US Defense Contractor left Sensitive Files on Amazon Server Without Password
Sensitive files linked to the United States intelligence agency were reportedly left on a public Amazon server by one of the nation's top intelligence contractor without a password, according to a new report. UpGuard cyber risk analyst Chris Vickery discovered a cache of 60,000 documents from a US military project for the National Geospatial-Intelligence Agency (NGA) left unsecured on Amazon cloud storage server for anyone to access. The documents included passwords to a US government system containing sensitive information, and the security credentials of a senior employee of Booz Allen Hamilton, one of the country's top defense contractors. Although there wasn't any top secret file in the cache Vickery discovered, the documents included credentials to log into code repositories that could contain classified files and other credentials.
Master Credentials to a Highly-Protected Pentagon System were Exposed Roughly 28GB of exposed documents included the private Secure Shell (SSH) keys of a Booz Allen employee, and a half dozen plain text passwords belonging to government contractors with Top Secret Facility Clearance, Gizmodo reports. What's more? The exposed data even contained master credentials granting administrative access to a highly-protected Pentagon system. The sensitive files have since been secured and were likely hidden from those who didn't know where to look for them, but anyone, like Vickery, who knew where to look could have downloaded those sensitive files, potentially allowing access to both highly classified Pentagon material and Booz Allen information. "In short, information that would ordinarily require a Top Secret-level security clearance from the DoD was accessible to anyone looking in the right place; no hacking was required to gain credentials needed for potentially accessing materials of a high classification level," Vickery says. Vickery is reputed and responsible researcher, who has previously tracked down a number of exposed datasets on the Internet. Two months ago, he discovered an unsecured and publicly exposed database, containing nearly 1.4 Billion user records, linked to River City Media (RCM). Vickery is the one who, in 2015, reported a huge cache of more than 191 Million US voter records and details of nearly 13 Million MacKeeper users.

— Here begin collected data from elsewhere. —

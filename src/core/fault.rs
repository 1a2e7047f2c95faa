//! Containment of faults raised inside caller-supplied callbacks.
//!
//! A panic inside a work function, handler or transform must never unwind past
//! a primitive's boundary. It is caught here and turned into [`FlowError::Panicked`].

use std::any::Any;
use std::future::Future;
use std::panic::AssertUnwindSafe;

use futures::FutureExt;
use tokio::task::JoinError;

use crate::error::FlowError;

/// Renders a panic payload as text.
pub(crate) fn panic_message(payload: Box<dyn Any + Send>) -> String {
    if let Some(msg) = payload.downcast_ref::<&'static str>() {
        (*msg).to_string()
    } else if let Some(msg) = payload.downcast_ref::<String>() {
        msg.clone()
    } else {
        "unknown panic".to_string()
    }
}

/// Maps a failed join to a [`FlowError`].
///
/// A task only fails to join if it panicked or the runtime is shutting down.
pub(crate) fn join_failure(err: JoinError) -> FlowError {
    if err.is_panic() {
        FlowError::Panicked {
            message: panic_message(err.into_panic()),
        }
    } else {
        FlowError::Cancelled
    }
}

/// Polls `fut` to completion, converting a panic into [`FlowError::Panicked`].
pub(crate) async fn contain<F: Future>(fut: F) -> Result<F::Output, FlowError> {
    AssertUnwindSafe(fut)
        .catch_unwind()
        .await
        .map_err(|payload| FlowError::Panicked {
            message: panic_message(payload),
        })
}

/// Runs a synchronous callback, converting a panic into [`FlowError::Panicked`].
pub(crate) fn contain_sync<R>(f: impl FnOnce() -> R) -> Result<R, FlowError> {
    std::panic::catch_unwind(AssertUnwindSafe(f)).map_err(|payload| FlowError::Panicked {
        message: panic_message(payload),
    })
}

#[cfg(test)]
mod tests {
    use super::*;

    #[tokio::test]
    async fn test_contain_reports_str_and_string_payloads() {
        let err = contain(async { panic!("static message") }).await.unwrap_err();
        assert!(matches!(err, FlowError::Panicked { ref message } if message == "static message"));

        let n = 7;
        let err = contain_sync(|| panic!("formatted {n}")).unwrap_err();
        assert!(matches!(err, FlowError::Panicked { ref message } if message == "formatted 7"));
    }

    #[tokio::test]
    async fn test_contain_passes_values_through() {
        assert_eq!(contain(async { 5 }).await.unwrap(), 5);
        assert_eq!(contain_sync(|| "ok").unwrap(), "ok");
    }

    #[tokio::test]
    async fn test_join_failure_maps_panics() {
        let handle = tokio::spawn(async { panic!("in task") });
        let err = join_failure(handle.await.unwrap_err());
        assert_eq!(err.as_label(), "callback_panicked");
    }
}
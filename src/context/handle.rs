//! Release handles for derived contexts.

use std::sync::Arc;

use crate::error::ContextError;

use super::context::State;

/// Cancels (releases) one derived [`Context`](crate::Context).
///
/// Returned by [`Context::with_cancel`](crate::Context::with_cancel),
/// [`Context::with_timeout`](crate::Context::with_timeout) and
/// [`Context::with_deadline`](crate::Context::with_deadline).
///
/// ### Rules
/// - [`cancel`](Self::cancel) is idempotent; only the first call can set the reason.
/// - Cancelling stops the deadline timer, if any.
/// - Dropping the handle does **not** cancel; use [`drop_guard`](Self::drop_guard)
///   for scope-based release.
#[must_use = "a derived context must be released; call `cancel()` or keep a `drop_guard()`"]
#[derive(Clone)]
pub struct CancelHandle {
    state: Arc<State>,
}

impl CancelHandle {
    pub(crate) fn new(state: Arc<State>) -> Self {
        Self { state }
    }

    /// Cancels the context and all of its descendants.
    ///
    /// If the deadline already passed unobserved, the reason recorded is
    /// [`ContextError::DeadlineExceeded`]; otherwise it is [`ContextError::Cancelled`].
    /// No effect if the context is already done.
    pub fn cancel(&self) {
        self.state.fire(ContextError::Cancelled);
    }

    /// Returns true once the context is done (for any reason).
    pub fn is_cancelled(&self) -> bool {
        self.state.is_done()
    }

    /// Converts the handle into a guard that cancels on drop.
    pub fn drop_guard(self) -> CancelGuard {
        CancelGuard {
            handle: self,
            armed: true,
        }
    }
}

/// Cancels its context when dropped.
///
/// Created by [`CancelHandle::drop_guard`].
#[must_use = "dropping the guard immediately cancels the context"]
pub struct CancelGuard {
    handle: CancelHandle,
    armed: bool,
}

impl CancelGuard {
    /// Returns the handle without cancelling.
    pub fn disarm(mut self) -> CancelHandle {
        self.armed = false;
        self.handle.clone()
    }
}

impl Drop for CancelGuard {
    fn drop(&mut self) {
        if self.armed {
            self.handle.cancel();
        }
    }
}

#[cfg(test)]
mod tests {
    use crate::context::Context;
    use crate::error::ContextError;

    #[tokio::test]
    async fn test_disarmed_guard_leaves_context_live() {
        let (ctx, cancel) = Context::background().with_cancel();
        let handle = cancel.drop_guard().disarm();
        assert_eq!(ctx.err(), None);

        handle.cancel();
        assert_eq!(ctx.err(), Some(ContextError::Cancelled));
    }
}
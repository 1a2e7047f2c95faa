//! # LogWriter: renders events through `tracing`
//!
//! A minimal subscriber that turns incoming [`Event`]s into `tracing` records.
//! Failures and early stops are logged at `WARN`, the rest at `DEBUG`.
//!
//! ## Example output (with a fmt subscriber installed)
//! ```text
//! DEBUG ctxflow: run started scope="run_with_timeout" timeout_ms=50
//!  WARN ctxflow: run abandoned scope="run_with_timeout" reason="deadline_exceeded"
//! DEBUG ctxflow: pool started workers=4 items=100
//!  WARN ctxflow: pool interrupted dispatched=37 reason="cancelled"
//! DEBUG ctxflow: fan-in closed workers=4
//! ```

use async_trait::async_trait;

use crate::events::{Event, EventKind};
use crate::subscribers::Subscribe;

/// Event writer subscriber.
#[derive(Default)]
pub struct LogWriter;

impl LogWriter {
    /// Construct a new [`LogWriter`].
    #[must_use]
    pub fn new() -> Self {
        Self
    }
}

#[async_trait]
impl Subscribe for LogWriter {
    async fn on_event(&self, e: &Event) {
        let scope = e.scope.as_deref().unwrap_or("-");
        let reason = e.reason.as_deref().unwrap_or("-");
        match e.kind {
            EventKind::RunStarted => {
                tracing::debug!(target: "ctxflow", seq = e.seq, scope, timeout_ms = ?e.timeout_ms, "run started");
            }
            EventKind::RunCompleted => {
                tracing::debug!(target: "ctxflow", seq = e.seq, scope, "run completed");
            }
            EventKind::RunFailed => {
                tracing::warn!(target: "ctxflow", seq = e.seq, scope, reason, "run failed");
            }
            EventKind::RunAbandoned => {
                tracing::warn!(target: "ctxflow", seq = e.seq, scope, reason, timeout_ms = ?e.timeout_ms, "run abandoned");
            }
            EventKind::ConsumerExhausted => {
                tracing::debug!(target: "ctxflow", seq = e.seq, handled = ?e.count, "consumer exhausted");
            }
            EventKind::ConsumerStopped => {
                tracing::warn!(target: "ctxflow", seq = e.seq, handled = ?e.count, reason, "consumer stopped");
            }
            EventKind::HandlerFailed => {
                tracing::warn!(target: "ctxflow", seq = e.seq, handled = ?e.count, reason, "handler failed");
            }
            EventKind::PoolStarted => {
                tracing::debug!(target: "ctxflow", seq = e.seq, workers = ?e.workers, items = ?e.count, "pool started");
            }
            EventKind::PoolDrained => {
                tracing::debug!(target: "ctxflow", seq = e.seq, results = ?e.count, "pool drained");
            }
            EventKind::PoolInterrupted => {
                tracing::warn!(target: "ctxflow", seq = e.seq, dispatched = ?e.count, reason, "pool interrupted");
            }
            EventKind::StageClosed => {
                tracing::debug!(target: "ctxflow", seq = e.seq, scope, forwarded = ?e.count, "stage closed");
            }
            EventKind::FanInClosed => {
                tracing::debug!(target: "ctxflow", seq = e.seq, workers = ?e.workers, "fan-in closed");
            }
            EventKind::SendTimedOut => {
                tracing::warn!(target: "ctxflow", seq = e.seq, timeout_ms = ?e.timeout_ms, "send timed out");
            }
            EventKind::CallbackPanicked => {
                tracing::error!(target: "ctxflow", seq = e.seq, scope, reason, "callback panicked");
            }
        }
    }

    fn name(&self) -> &'static str {
        "LogWriter"
    }
}
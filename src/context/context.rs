//! # Context: done signal, deadline and scoped values.
//!
//! A [`Context`] is a cheap, cloneable handle over shared cancellation state.
//! Cancellation is built on [`CancellationToken`]: every cancellable child gets
//! `parent.token.child_token()`, so a parent's cancellation reaches all
//! descendants without any extra bookkeeping.
//!
//! ## Reason resolution
//! ```text
//! fire(reason):   token already cancelled? ─► no-op
//!                 deadline already passed? ─► reason = DeadlineExceeded
//!                 reason cell.set(reason)  (first writer wins)
//!                 token.cancel()           (children observe it)
//!
//! err():          token cancelled?   no ─► deadline passed? ─► fire(DeadlineExceeded)
//!                                                        └─► None
//!                 reason cell.get_or_init(inherited)
//!
//! inherited:      ancestor fired at or after this level's deadline ─► DeadlineExceeded
//!                 otherwise                                      ─► ancestor's reason
//! ```

use std::fmt;
use std::future::Future;
use std::sync::{Arc, OnceLock};
use std::time::Duration;

use tokio::time::{self, Instant};
use tokio_util::sync::CancellationToken;

use crate::error::{ContextError, FlowError};

use super::handle::CancelHandle;
use super::key::{Binding, ContextKey};

/// Shared cancellation state of one context level.
pub(crate) struct State {
    token: CancellationToken,
    reason: OnceLock<ContextError>,
    /// When this level itself fired (unset when cancelled only through an ancestor).
    fired_at: OnceLock<Instant>,
    /// Effective deadline: never later than the parent's.
    deadline: Option<Instant>,
    parent: Option<Arc<State>>,
}

impl State {
    fn root() -> Self {
        Self {
            token: CancellationToken::new(),
            reason: OnceLock::new(),
            fired_at: OnceLock::new(),
            deadline: None,
            parent: None,
        }
    }

    fn child(parent: &Arc<State>, deadline: Option<Instant>) -> Self {
        let deadline = match (parent.deadline, deadline) {
            (Some(p), Some(own)) => Some(p.min(own)),
            (p, own) => p.or(own),
        };
        Self {
            token: parent.token.child_token(),
            reason: OnceLock::new(),
            fired_at: OnceLock::new(),
            deadline,
            parent: Some(Arc::clone(parent)),
        }
    }

    fn deadline_passed(&self) -> bool {
        self.deadline.is_some_and(|at| Instant::now() >= at)
    }

    /// Ends this context with `why`, unless it already ended.
    pub(crate) fn fire(&self, why: ContextError) {
        if self.token.is_cancelled() {
            return;
        }
        let why = if self.deadline_passed() {
            ContextError::DeadlineExceeded
        } else {
            why
        };
        // Reason first, then the signal: observers of the signal always see a reason.
        let _ = self.fired_at.set(Instant::now());
        let _ = self.reason.set(why);
        self.token.cancel();
    }

    pub(crate) fn err(&self) -> Option<ContextError> {
        if !self.token.is_cancelled() {
            if !self.deadline_passed() {
                return None;
            }
            self.fire(ContextError::DeadlineExceeded);
        }
        Some(*self.reason.get_or_init(|| self.inherited()))
    }

    pub(crate) fn is_done(&self) -> bool {
        self.err().is_some()
    }

    /// Resolves the reason of a level cancelled through an ancestor.
    ///
    /// Whichever came first decides: an own deadline that passed before the
    /// ancestor fired still reports `DeadlineExceeded`, even if the timer had not run yet.
    fn inherited(&self) -> ContextError {
        let upstream = self
            .parent
            .as_ref()
            .and_then(|p| p.err())
            .unwrap_or(ContextError::Cancelled);
        match (self.deadline, self.cancelled_at()) {
            (Some(deadline), Some(at)) if at >= deadline => ContextError::DeadlineExceeded,
            _ => upstream,
        }
    }

    /// Instant at which the nearest firing level (this one or an ancestor) fired.
    fn cancelled_at(&self) -> Option<Instant> {
        match self.fired_at.get() {
            Some(at) => Some(*at),
            None => self.parent.as_ref().and_then(|p| p.cancelled_at()),
        }
    }

    /// Spawns the deadline timer for this level if it owns the effective deadline.
    ///
    /// The timer exits as soon as the token is cancelled, so releasing the
    /// context frees it. It holds only a weak reference to the state.
    fn arm_timer(self: &Arc<Self>) {
        let Some(at) = self.deadline else { return };
        let inherited = self.parent.as_ref().and_then(|p| p.deadline) == Some(at);
        if inherited {
            return;
        }
        if Instant::now() >= at {
            self.fire(ContextError::DeadlineExceeded);
            return;
        }

        let weak = Arc::downgrade(self);
        let token = self.token.clone();
        tokio::spawn(async move {
            tokio::select! {
                _ = token.cancelled() => {}
                _ = time::sleep_until(at) => {
                    if let Some(state) = weak.upgrade() {
                        state.fire(ContextError::DeadlineExceeded);
                    }
                }
            }
        });
    }
}

/// Propagating cancellation/deadline signal with scoped values.
///
/// Cloning a `Context` is cheap and every clone observes the same done signal.
///
/// # Example
/// ```
/// use std::time::Duration;
/// use ctxflow::{Context, ContextError};
///
/// # #[tokio::main(flavor = "current_thread")]
/// # async fn main() {
/// let root = Context::background();
/// let (ctx, release) = root.with_timeout(Duration::from_millis(10));
///
/// ctx.done().await;
/// assert_eq!(ctx.err(), Some(ContextError::DeadlineExceeded));
///
/// release.cancel(); // still required; harmless after the deadline
/// assert_eq!(ctx.err(), Some(ContextError::DeadlineExceeded));
/// assert_eq!(root.err(), None);
/// # }
/// ```
#[derive(Clone)]
pub struct Context {
    state: Arc<State>,
    values: Option<Arc<Binding>>,
}

impl Context {
    /// Creates a root context: no deadline, no values, never done.
    pub fn background() -> Self {
        Self {
            state: Arc::new(State::root()),
            values: None,
        }
    }

    /// Derives a child that ends when `cancel()` is called on the handle or the parent ends.
    pub fn with_cancel(&self) -> (Context, CancelHandle) {
        self.derive(None)
    }

    /// Derives a child that additionally ends `timeout` from now.
    ///
    /// A zero timeout yields a context that is already done with
    /// [`ContextError::DeadlineExceeded`].
    ///
    /// # Panics
    /// Must be called from within a Tokio runtime (the deadline timer is a spawned task).
    pub fn with_timeout(&self, timeout: Duration) -> (Context, CancelHandle) {
        self.derive(Instant::now().checked_add(timeout))
    }

    /// Derives a child that additionally ends at `deadline`.
    ///
    /// The child's effective deadline is the earlier of `deadline` and the parent's.
    ///
    /// # Panics
    /// Must be called from within a Tokio runtime (the deadline timer is a spawned task).
    pub fn with_deadline(&self, deadline: Instant) -> (Context, CancelHandle) {
        self.derive(Some(deadline))
    }

    fn derive(&self, deadline: Option<Instant>) -> (Context, CancelHandle) {
        let state = Arc::new(State::child(&self.state, deadline));
        state.arm_timer();
        let ctx = Context {
            state: Arc::clone(&state),
            values: self.values.clone(),
        };
        (ctx, CancelHandle::new(state))
    }

    /// Returns a child carrying `value` under `key`; it shares this context's done signal.
    ///
    /// The new binding shadows any outer binding of the same key.
    pub fn with_value<T: Send + Sync + 'static>(&self, key: &ContextKey<T>, value: T) -> Context {
        Context {
            state: Arc::clone(&self.state),
            values: Some(Binding::push(self.values.clone(), key, value)),
        }
    }

    /// Looks `key` up, innermost binding first.
    ///
    /// Fails with [`FlowError::NotFound`] if no binding matches.
    pub fn value<T: 'static>(&self, key: &ContextKey<T>) -> Result<&T, FlowError> {
        Binding::find(self.values.as_ref(), key).ok_or(FlowError::NotFound { key: key.name() })
    }

    /// Resolves once the context is done. Any number of tasks may wait on it.
    pub fn done(&self) -> impl Future<Output = ()> + Send + '_ {
        self.state.token.cancelled()
    }

    /// Returns why the context ended, or `None` while it is still live.
    ///
    /// Once `Some`, the value never changes.
    pub fn err(&self) -> Option<ContextError> {
        self.state.err()
    }

    /// Returns true once the context is done.
    pub fn is_done(&self) -> bool {
        self.state.is_done()
    }

    /// Cooperative checkpoint: `Err(reason)` once the context is done.
    pub fn check(&self) -> Result<(), ContextError> {
        match self.err() {
            Some(e) => Err(e),
            None => Ok(()),
        }
    }

    /// Returns the effective deadline, if any.
    pub fn deadline(&self) -> Option<Instant> {
        self.state.deadline
    }

    /// Returns the time left until the deadline (zero once passed), if any.
    pub fn remaining(&self) -> Option<Duration> {
        self.state
            .deadline
            .map(|at| at.saturating_duration_since(Instant::now()))
    }
}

Both NGA and Booz Allen are Investigating the Blunder The NGA is now investigating this security blunder. "We immediately revoked the affected credentials when we first learned of the potential vulnerability," the NGA said in a statement. "NGA assesses its cyber security protections and procedures constantly with all of its industry partners. For an incident such as this, we will closely evaluate the situation before determining an appropriate course of action." However, Booz Allen said the company is continuing with a detailed forensic investigation about the misstep. "Booz Allen takes any allegation of a data breach very seriously, and promptly began an investigation into the accessibility of certain security keys in a cloud environment," a Booz Allen spokesperson told Gizmodo. "We secured those keys, and are continuing with a detailed forensic investigation. As of now, we have found no evidence that any classified information has been compromised as a result of this matter." Booz Allen Hamilton is the same consulting firm that employed whistleblower Edward Snowden when he disclosed the global surveillance conducted by the NSA. It is among top 100 US federal contractor and once described as "the world’s most profitable spy organisation."